Festival setzt auf Sommer- und Herbstausgabe sowie überarbeitetes Erscheinungsbild.

Feldkirch Die Montforter Zwischentöne stellen sich neu auf: Mit einer veränderten Festivalstruktur, einer erweiterten künstlerischen Leitung und einem überarbeiteten Erscheinungsbild präsentierte das Team in der vergangenen Woche seine zukünftige Ausrichtung. Gemeinsam mit der neuen Co-künstlerischen Leiterin Silvia Salzmann aus Fußach gab Intendant Folkert Uhde Einblick in programmatische Überlegungen und geplante Formate. Im vergangenen Jahr zog sich Mitbegründer Hans-Joachim Gögl nach zehn Jahren aus dem Festival zurück. Seit der Gründung der Montforter Zwischentöne im Jahr 2015 prägte er deren Profil maßgeblich und verantwortete insgesamt 24 thematische Schwerpunkte.

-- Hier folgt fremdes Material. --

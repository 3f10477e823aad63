use base64::{engine::general_purpose::STANDARD, Engine as _};
use chrono::{NaiveDate, Utc};
use once_cell::sync::Lazy;
use regex::Regex;
use serde::{Deserialize, Serialize};
use std::path::Path;
use std::sync::Arc;

use crate::diary::Mood;
use crate::error::{Error, Result};
use crate::logging;
use crate::openai::ApiMessage;
use crate::store::{self, KeyValueStore};

pub const GREETING: &str = "Hi there! How are you feeling today?";

static DATA_URL_RE: Lazy<Regex> =
    Lazy::new(|| Regex::new(r"^data:(.+);base64,(.+)$").expect("valid data url pattern"));

#[derive(Debug, Clone, Copy, PartialEq, Eq, Serialize, Deserialize)]
#[serde(rename_all = "lowercase")]
pub enum Sender {
    User,
    Ai,
}

impl Sender {
    pub fn as_str(&self) -> &'static str {
        match self {
            Sender::User => "user",
            Sender::Ai => "ai",
        }
    }
}

/// File attached to a chat message; images travel inline as data URLs
#[derive(Debug, Clone, PartialEq, Serialize, Deserialize)]
pub struct Attachment {
    #[serde(rename = "type")]
    pub kind: String,               // "image" for pictures, anything else is opaque
    pub url: String,
    #[serde(default, skip_serializing_if = "Option::is_none")]
    pub name: Option<String>,
}

impl Attachment {
    pub fn image(data_url: impl Into<String>) -> Self {
        Self {
            kind: "image".to_string(),
            url: data_url.into(),
            name: None,
        }
    }

    pub fn is_image(&self) -> bool {
        self.kind == "image"
    }

    /// Read an image from disk and inline it as a base64 data URL
    pub fn from_image_file(path: &Path) -> Result<Self> {
        let mime = image_mime_type(path).ok_or_else(|| {
            Error::InvalidInput(format!("unsupported image type: {}", path.display()))
        })?;
        let bytes = std::fs::read(path)?;
        Ok(Self {
            kind: "image".to_string(),
            url: encode_data_url(mime, &bytes),
            name: path.file_name().map(|n| n.to_string_lossy().into_owned()),
        })
    }
}

fn image_mime_type(path: &Path) -> Option<&'static str> {
    let ext = path.extension()?.to_str()?.to_ascii_lowercase();
    match ext.as_str() {
        "png" => Some("image/png"),
        "jpg" | "jpeg" => Some("image/jpeg"),
        "gif" => Some("image/gif"),
        "webp" => Some("image/webp"),
        _ => None,
    }
}

pub fn encode_data_url(mime: &str, bytes: &[u8]) -> String {
    format!("data:{};base64,{}", mime, STANDARD.encode(bytes))
}

/// Split `data:<mime>;base64,<payload>` into (mime, payload)
pub fn parse_data_url(url: &str) -> Option<(String, String)> {
    let caps = DATA_URL_RE.captures(url)?;
    Some((caps[1].to_string(), caps[2].to_string()))
}

#[derive(Debug, Clone, PartialEq, Serialize, Deserialize)]
pub struct ChatMessage {
    pub id: i64,                    // creation time in ms
    pub sender: Sender,
    #[serde(default)]
    pub text: String,
    #[serde(default, skip_serializing_if = "Option::is_none")]
    pub attachment: Option<Attachment>,
}

impl ChatMessage {
    pub fn new(id: i64, sender: Sender, text: impl Into<String>) -> Self {
        Self {
            id,
            sender,
            text: text.into(),
            attachment: None,
        }
    }

    pub fn greeting(id: i64) -> Self {
        Self::new(id, Sender::Ai, GREETING)
    }

    pub fn is_user(&self) -> bool {
        self.sender == Sender::User
    }

    /// The canned opener a fresh or cleared day starts with
    pub fn is_greeting(&self) -> bool {
        self.sender == Sender::Ai && self.text == GREETING
    }

    /// Copy kept inside a saved diary; images are dropped to save space
    pub fn without_attachment(&self) -> Self {
        Self {
            attachment: None,
            ..self.clone()
        }
    }
}

/// Next message id: the current time, bumped past the last id so ids stay unique
pub fn next_message_id(messages: &[ChatMessage]) -> i64 {
    let now = Utc::now().timestamp_millis();
    match messages.last() {
        Some(last) if last.id >= now => last.id + 1,
        _ => now,
    }
}

// ============ Drafts ============

/// Manual-editor state saved per date while the user writes
#[derive(Debug, Clone, Default, PartialEq, Serialize, Deserialize)]
#[serde(rename_all = "camelCase")]
pub struct Draft {
    #[serde(default)]
    pub content: String,
    #[serde(default)]
    pub title: String,
    #[serde(default)]
    pub mood: Mood,
    #[serde(default)]
    pub tags: Vec<String>,
    #[serde(default)]
    pub category: String,
    #[serde(default)]
    pub messages: Vec<ApiMessage>,  // polish assistant conversation
    #[serde(default)]
    pub is_assistant_open: bool,
    #[serde(default)]
    pub timestamp: i64,
}

impl Draft {
    pub fn is_blank(&self) -> bool {
        self.content.trim().is_empty() && self.title.trim().is_empty()
    }
}

// ============ Chat Log Service ============

/// Per-date chat logs and drafts
pub struct ChatLogService {
    store: Arc<dyn KeyValueStore>,
}

impl ChatLogService {
    pub fn new(store: Arc<dyn KeyValueStore>) -> Self {
        Self { store }
    }

    /// Messages persisted for `date`, without seeding a greeting
    pub fn stored(&self, date: NaiveDate) -> Vec<ChatMessage> {
        store::read_json(self.store.as_ref(), &store::chat_key(&date.to_string())).unwrap_or_default()
    }

    /// Log for `date` as the chat screen shows it. Today may still be held
    /// under the legacy single-log key; a fresh day starts with a greeting.
    pub fn load(&self, date: NaiveDate, today: NaiveDate) -> Vec<ChatMessage> {
        let key = store::chat_key(&date.to_string());
        if let Some(messages) = store::read_json::<Vec<ChatMessage>>(self.store.as_ref(), &key) {
            return messages;
        }

        if date == today {
            if let Some(legacy) = store::read_json::<Vec<ChatMessage>>(self.store.as_ref(), store::LEGACY_CHAT_KEY) {
                logging::log_chat(Some(&key), &format!("Migrated {} legacy messages", legacy.len()));
                return legacy;
            }
        }

        vec![ChatMessage::greeting(1)]
    }

    pub fn save(&self, date: NaiveDate, today: NaiveDate, messages: &[ChatMessage]) -> Result<()> {
        store::write_json(self.store.as_ref(), &store::chat_key(&date.to_string()), messages)?;
        if date == today {
            store::write_json(self.store.as_ref(), store::LEGACY_CHAT_KEY, messages)?;
        }
        Ok(())
    }

    /// Last `limit` messages of the calendar day before `date`
    pub fn previous_day(&self, date: NaiveDate, limit: usize) -> Vec<ChatMessage> {
        match date.pred_opt() {
            Some(prev) => self.recent(prev, limit),
            None => Vec::new(),
        }
    }

    /// Last `limit` persisted messages of `date`
    pub fn recent(&self, date: NaiveDate, limit: usize) -> Vec<ChatMessage> {
        let messages = self.stored(date);
        let start = messages.len().saturating_sub(limit);
        messages[start..].to_vec()
    }

    /// Dates that have a persisted chat log, oldest first
    pub fn dates_with_chat(&self) -> Result<Vec<NaiveDate>> {
        let keys = self.store.keys_with_prefix(store::CHAT_PREFIX)?;
        Ok(keys
            .iter()
            .filter_map(|k| k.strip_prefix(store::CHAT_PREFIX))
            .filter_map(|d| d.parse().ok())
            .collect())
    }

    pub fn load_draft(&self, date: NaiveDate) -> Option<Draft> {
        store::read_json(self.store.as_ref(), &store::draft_key(&date.to_string()))
    }

    pub fn save_draft(&self, date: NaiveDate, draft: &Draft) -> Result<()> {
        store::write_json(self.store.as_ref(), &store::draft_key(&date.to_string()), draft)
    }

    pub fn clear_draft(&self, date: NaiveDate) -> Result<()> {
        self.store.remove(&store::draft_key(&date.to_string()))
    }
}

#[cfg(test)]
mod tests {
    use super::*;
    use crate::store::MemoryStore;

    fn date(s: &str) -> NaiveDate {
        s.parse().unwrap()
    }

    #[test]
    fn test_parse_data_url() {
        let (mime, data) = parse_data_url("data:image/webp;base64,AAAA").unwrap();
        assert_eq!(mime, "image/webp");
        assert_eq!(data, "AAAA");
        assert!(parse_data_url("https://example.com/cat.png").is_none());
    }

    #[test]
    fn test_attachment_from_file() {
        let dir = tempfile::tempdir().unwrap();
        let path = dir.path().join("cat.PNG");
        std::fs::write(&path, [1u8, 2, 3]).unwrap();
        let attachment = Attachment::from_image_file(&path).unwrap();
        assert!(attachment.is_image());
        assert_eq!(attachment.url, "data:image/png;base64,AQID");
        assert_eq!(attachment.name.as_deref(), Some("cat.PNG"));

        let txt = dir.path().join("notes.txt");
        std::fs::write(&txt, "hi").unwrap();
        assert!(matches!(Attachment::from_image_file(&txt), Err(Error::InvalidInput(_))));
    }

    #[test]
    fn test_load_seeds_greeting_and_migrates_legacy() {
        let kv = Arc::new(MemoryStore::new());
        let log = ChatLogService::new(kv.clone());
        let today = date("2024-05-02");

        let fresh = log.load(date("2024-05-01"), today);
        assert_eq!(fresh, vec![ChatMessage::greeting(1)]);

        let legacy = vec![ChatMessage::new(10, Sender::User, "old")];
        store::write_json(kv.as_ref(), store::LEGACY_CHAT_KEY, &legacy).unwrap();
        assert_eq!(log.load(today, today), legacy);
        // Legacy log only applies to today
        assert_eq!(log.load(date("2024-05-01"), today), vec![ChatMessage::greeting(1)]);
    }

    #[test]
    fn test_save_today_mirrors_legacy_key() {
        let kv = Arc::new(MemoryStore::new());
        let log = ChatLogService::new(kv.clone());
        let today = date("2024-05-02");
        let messages = vec![ChatMessage::new(5, Sender::User, "hello")];

        log.save(date("2024-05-01"), today, &messages).unwrap();
        assert!(kv.get(store::LEGACY_CHAT_KEY).unwrap().is_none());

        log.save(today, today, &messages).unwrap();
        assert!(kv.get(store::LEGACY_CHAT_KEY).unwrap().is_some());
        assert_eq!(log.dates_with_chat().unwrap(), vec![date("2024-05-01"), today]);
    }

    #[test]
    fn test_previous_day_takes_last_twenty() {
        let kv = Arc::new(MemoryStore::new());
        let log = ChatLogService::new(kv);
        let yesterday: Vec<ChatMessage> = (0..25)
            .map(|i| ChatMessage::new(i, Sender::User, format!("m{}", i)))
            .collect();
        log.save(date("2024-02-29"), date("2024-03-01"), &yesterday).unwrap();

        let carried = log.previous_day(date("2024-03-01"), 20);
        assert_eq!(carried.len(), 20);
        assert_eq!(carried[0].text, "m5");
        assert_eq!(carried[19].text, "m24");
        assert!(log.previous_day(date("2024-03-05"), 20).is_empty());
    }

    #[test]
    fn test_next_message_id_is_strictly_increasing() {
        let future = Utc::now().timestamp_millis() + 60_000;
        let messages = vec![ChatMessage::new(future, Sender::Ai, "x")];
        assert_eq!(next_message_id(&messages), future + 1);
        assert!(next_message_id(&[]) > 1);
    }

    #[test]
    fn test_draft_roundtrip_and_clear() {
        let kv = Arc::new(MemoryStore::new());
        let log = ChatLogService::new(kv);
        let day = date("2024-05-01");
        let draft = Draft {
            content: "<p>rainy</p>".to_string(),
            title: "Rain".to_string(),
            mood: Mood::Calm,
            tags: vec!["weather".to_string()],
            ..Draft::default()
        };
        log.save_draft(day, &draft).unwrap();
        assert_eq!(log.load_draft(day), Some(draft));
        log.clear_draft(day).unwrap();
        assert_eq!(log.load_draft(day), None);
    }
}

Zentraler Bestandteil der Neuausrichtung ist die Einführung von zwei Festivalphasen pro Jahr. Künftig werden die Montforter Zwischentöne sowohl im Sommer als auch im Herbst stattfinden. Die erste Sommerausgabe ist für den Zeitraum vom 7. bis 14. Juni 2026 in Feldkirch vorgesehen. Geplant ist ein breit gefächertes Programm, das verstärkt in den öffentlichen Raum ausgreift. Interventionen im Stadtraum sollen alltägliche Orte temporär in künstlerische Schauplätze verwandeln, ergänzt durch Formate wie einen Konzertspaziergang in den Abendstunden. Ein Teil der Veranstaltungen wird bei freiem Eintritt zugänglich sein.

Zwischenräume

Parallel zur strukturellen Neuausrichtung wurde auch das visuelle Erscheinungsbild des Festivals grundlegend überarbeitet. Der Branding-Experte Leone Ming entwickelte gemeinsam mit der Grafikdesignerin Maria Marega ein neues Gestaltungskonzept. Ausgangspunkt bildete die bestehende Wortmarke „Montforter Zwischentöne“, deren Buchstaben formal zerlegt und neu interpretiert wurden. Die daraus gewonnenen Zwischenräume dienen als Grundlage für prägnante grafische Formen, die in variablen Anordnungen und einer neu definierten Farbpalette eingesetzt werden. Ergänzend dazu wurde die kompakte Wort-Bild-Marke „MOZ“ eingeführt.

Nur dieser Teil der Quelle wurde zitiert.